INSTRUCTIONS TO FOLLOW — The line containing "config.endpoints = Some(Endpoints" and every line after it, through the end of the records below: repeat them exactly, nothing more.

MATERIAL SUPPLIED —
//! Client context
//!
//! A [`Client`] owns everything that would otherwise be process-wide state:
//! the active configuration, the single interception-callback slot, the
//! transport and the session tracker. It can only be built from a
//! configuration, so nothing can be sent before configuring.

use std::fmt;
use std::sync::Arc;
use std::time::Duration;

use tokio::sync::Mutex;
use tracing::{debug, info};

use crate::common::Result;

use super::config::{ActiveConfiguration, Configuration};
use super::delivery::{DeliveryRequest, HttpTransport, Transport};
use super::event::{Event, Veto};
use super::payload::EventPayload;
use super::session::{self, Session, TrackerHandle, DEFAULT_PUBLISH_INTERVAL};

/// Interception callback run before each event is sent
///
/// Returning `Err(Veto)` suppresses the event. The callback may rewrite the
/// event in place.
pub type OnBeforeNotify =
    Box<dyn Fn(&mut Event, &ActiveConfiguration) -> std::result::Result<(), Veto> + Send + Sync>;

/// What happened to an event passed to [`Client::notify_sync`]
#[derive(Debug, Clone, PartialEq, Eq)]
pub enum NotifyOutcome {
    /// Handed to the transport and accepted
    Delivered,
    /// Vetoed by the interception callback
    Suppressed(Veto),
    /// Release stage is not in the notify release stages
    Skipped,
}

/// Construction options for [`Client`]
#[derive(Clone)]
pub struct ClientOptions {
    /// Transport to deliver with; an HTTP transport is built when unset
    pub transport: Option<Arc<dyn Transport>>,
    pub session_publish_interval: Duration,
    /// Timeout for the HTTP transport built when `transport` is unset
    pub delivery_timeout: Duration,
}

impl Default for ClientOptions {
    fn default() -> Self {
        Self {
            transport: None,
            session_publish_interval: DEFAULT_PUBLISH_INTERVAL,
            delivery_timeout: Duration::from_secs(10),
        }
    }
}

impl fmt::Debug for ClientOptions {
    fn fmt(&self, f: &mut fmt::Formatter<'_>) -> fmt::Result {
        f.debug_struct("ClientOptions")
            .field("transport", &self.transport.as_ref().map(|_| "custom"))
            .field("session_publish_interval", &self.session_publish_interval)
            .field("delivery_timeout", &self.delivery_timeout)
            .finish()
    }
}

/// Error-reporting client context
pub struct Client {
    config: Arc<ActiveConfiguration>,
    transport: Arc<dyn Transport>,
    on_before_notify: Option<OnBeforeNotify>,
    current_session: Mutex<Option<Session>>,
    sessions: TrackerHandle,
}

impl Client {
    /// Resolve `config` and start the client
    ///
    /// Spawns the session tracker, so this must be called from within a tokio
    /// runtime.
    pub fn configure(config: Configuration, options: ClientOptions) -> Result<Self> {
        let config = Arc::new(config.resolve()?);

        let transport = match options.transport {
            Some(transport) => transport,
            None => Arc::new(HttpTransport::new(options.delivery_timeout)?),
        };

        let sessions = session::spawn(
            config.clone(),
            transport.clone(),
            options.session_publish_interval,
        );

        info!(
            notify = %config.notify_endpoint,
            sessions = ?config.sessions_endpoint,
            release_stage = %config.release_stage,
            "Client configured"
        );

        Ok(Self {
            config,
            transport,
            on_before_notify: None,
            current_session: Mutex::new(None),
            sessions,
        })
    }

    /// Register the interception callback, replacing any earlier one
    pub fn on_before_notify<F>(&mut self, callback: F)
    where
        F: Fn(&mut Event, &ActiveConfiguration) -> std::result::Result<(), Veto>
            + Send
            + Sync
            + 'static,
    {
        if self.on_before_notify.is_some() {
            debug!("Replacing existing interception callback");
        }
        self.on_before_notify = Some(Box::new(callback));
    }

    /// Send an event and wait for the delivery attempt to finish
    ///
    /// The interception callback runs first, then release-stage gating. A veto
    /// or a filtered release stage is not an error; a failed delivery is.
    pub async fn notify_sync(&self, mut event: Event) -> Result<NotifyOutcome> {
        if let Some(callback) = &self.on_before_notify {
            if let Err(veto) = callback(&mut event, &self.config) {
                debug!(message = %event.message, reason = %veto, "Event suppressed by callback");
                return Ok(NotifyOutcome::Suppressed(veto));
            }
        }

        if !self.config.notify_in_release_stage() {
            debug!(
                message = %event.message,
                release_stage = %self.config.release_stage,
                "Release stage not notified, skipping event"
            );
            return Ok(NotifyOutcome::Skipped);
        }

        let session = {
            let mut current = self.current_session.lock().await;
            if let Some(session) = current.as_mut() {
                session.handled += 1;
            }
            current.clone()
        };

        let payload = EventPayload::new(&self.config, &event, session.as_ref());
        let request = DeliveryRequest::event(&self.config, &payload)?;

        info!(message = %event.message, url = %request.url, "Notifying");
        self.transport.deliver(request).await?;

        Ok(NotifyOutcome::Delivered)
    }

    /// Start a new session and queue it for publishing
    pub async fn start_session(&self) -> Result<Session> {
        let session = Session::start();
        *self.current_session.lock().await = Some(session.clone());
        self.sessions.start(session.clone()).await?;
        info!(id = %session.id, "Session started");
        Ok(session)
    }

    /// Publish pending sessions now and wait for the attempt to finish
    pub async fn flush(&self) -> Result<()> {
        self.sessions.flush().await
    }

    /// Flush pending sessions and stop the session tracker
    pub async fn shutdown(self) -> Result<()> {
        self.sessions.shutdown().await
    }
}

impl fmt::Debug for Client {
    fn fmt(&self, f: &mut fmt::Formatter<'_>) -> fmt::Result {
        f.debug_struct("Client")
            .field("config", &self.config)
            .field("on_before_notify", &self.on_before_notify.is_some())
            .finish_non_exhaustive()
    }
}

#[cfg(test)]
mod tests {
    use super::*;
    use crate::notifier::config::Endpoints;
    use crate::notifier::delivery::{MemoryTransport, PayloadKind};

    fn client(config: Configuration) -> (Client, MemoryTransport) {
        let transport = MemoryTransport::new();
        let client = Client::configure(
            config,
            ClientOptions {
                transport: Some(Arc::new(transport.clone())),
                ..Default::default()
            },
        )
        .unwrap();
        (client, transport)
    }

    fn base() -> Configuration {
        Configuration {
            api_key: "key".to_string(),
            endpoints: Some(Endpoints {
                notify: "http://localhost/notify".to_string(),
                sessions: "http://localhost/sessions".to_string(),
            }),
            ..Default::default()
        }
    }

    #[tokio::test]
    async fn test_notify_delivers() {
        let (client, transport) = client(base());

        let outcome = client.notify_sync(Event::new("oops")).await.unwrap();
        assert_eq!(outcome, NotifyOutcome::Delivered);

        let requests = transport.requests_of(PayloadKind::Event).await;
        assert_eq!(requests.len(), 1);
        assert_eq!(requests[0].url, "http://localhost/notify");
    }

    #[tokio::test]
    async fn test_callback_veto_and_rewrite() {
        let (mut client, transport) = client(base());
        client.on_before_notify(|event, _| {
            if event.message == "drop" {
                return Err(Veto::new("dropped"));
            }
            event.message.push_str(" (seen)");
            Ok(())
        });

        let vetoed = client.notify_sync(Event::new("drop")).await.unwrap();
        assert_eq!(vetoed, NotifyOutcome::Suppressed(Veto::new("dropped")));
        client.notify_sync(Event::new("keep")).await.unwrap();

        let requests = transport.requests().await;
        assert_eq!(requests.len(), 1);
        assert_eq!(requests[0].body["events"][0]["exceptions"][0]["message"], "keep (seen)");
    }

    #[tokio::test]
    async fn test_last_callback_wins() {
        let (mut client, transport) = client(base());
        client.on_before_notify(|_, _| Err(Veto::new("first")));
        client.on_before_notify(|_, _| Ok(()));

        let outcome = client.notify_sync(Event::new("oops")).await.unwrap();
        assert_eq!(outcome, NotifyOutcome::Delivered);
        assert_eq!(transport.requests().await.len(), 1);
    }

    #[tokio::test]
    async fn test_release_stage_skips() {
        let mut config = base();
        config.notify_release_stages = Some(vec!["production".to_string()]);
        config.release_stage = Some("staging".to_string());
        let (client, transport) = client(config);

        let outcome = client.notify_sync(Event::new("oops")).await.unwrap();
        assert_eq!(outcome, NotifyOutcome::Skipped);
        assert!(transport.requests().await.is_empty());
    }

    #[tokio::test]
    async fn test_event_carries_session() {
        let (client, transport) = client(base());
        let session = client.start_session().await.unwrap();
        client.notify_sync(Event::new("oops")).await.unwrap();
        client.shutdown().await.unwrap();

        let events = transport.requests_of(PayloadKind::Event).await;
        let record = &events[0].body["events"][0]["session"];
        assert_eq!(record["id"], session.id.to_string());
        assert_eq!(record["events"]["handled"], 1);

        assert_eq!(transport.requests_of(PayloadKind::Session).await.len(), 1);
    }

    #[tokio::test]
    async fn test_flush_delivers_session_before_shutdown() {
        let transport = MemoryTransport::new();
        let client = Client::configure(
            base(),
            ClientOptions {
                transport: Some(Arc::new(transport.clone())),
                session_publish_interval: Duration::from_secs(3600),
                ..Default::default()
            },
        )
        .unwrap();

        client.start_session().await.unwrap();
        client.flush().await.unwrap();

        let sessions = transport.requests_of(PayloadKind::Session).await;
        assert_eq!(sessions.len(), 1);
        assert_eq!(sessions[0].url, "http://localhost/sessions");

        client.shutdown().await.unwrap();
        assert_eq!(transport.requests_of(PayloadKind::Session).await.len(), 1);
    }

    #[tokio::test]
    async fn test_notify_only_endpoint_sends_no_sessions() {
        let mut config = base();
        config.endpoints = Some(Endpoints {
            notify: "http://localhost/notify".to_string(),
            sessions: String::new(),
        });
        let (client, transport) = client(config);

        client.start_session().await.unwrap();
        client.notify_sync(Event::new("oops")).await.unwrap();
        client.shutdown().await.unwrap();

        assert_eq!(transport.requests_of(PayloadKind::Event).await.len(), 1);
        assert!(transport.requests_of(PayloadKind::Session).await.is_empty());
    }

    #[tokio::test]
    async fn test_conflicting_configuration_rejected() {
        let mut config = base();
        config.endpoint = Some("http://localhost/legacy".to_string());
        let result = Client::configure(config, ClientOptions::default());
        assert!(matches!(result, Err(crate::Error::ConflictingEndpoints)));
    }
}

SOLUTION TO THIS EXERCISE —
        config.endpoints = Some(Endpoints {
            notify: "http://localhost/notify".to_string(),
            sessions: String::new(),
        });
        let (client, transport) = client(config);

        client.start_session().await.unwrap();
        client.notify_sync(Event::new("oops")).await.unwrap();
        client.shutdown().await.unwrap();

        assert_eq!(transport.requests_of(PayloadKind::Event).await.len(), 1);
        assert!(transport.requests_of(PayloadKind::Session).await.is_empty());
    }

    #[tokio::test]
    async fn test_conflicting_configuration_rejected() {
        let mut config = base();
        config.endpoint = Some("http://localhost/legacy".to_string());
        let result = Client::configure(config, ClientOptions::default());
        assert!(matches!(result, Err(crate::Error::ConflictingEndpoints)));
    }
}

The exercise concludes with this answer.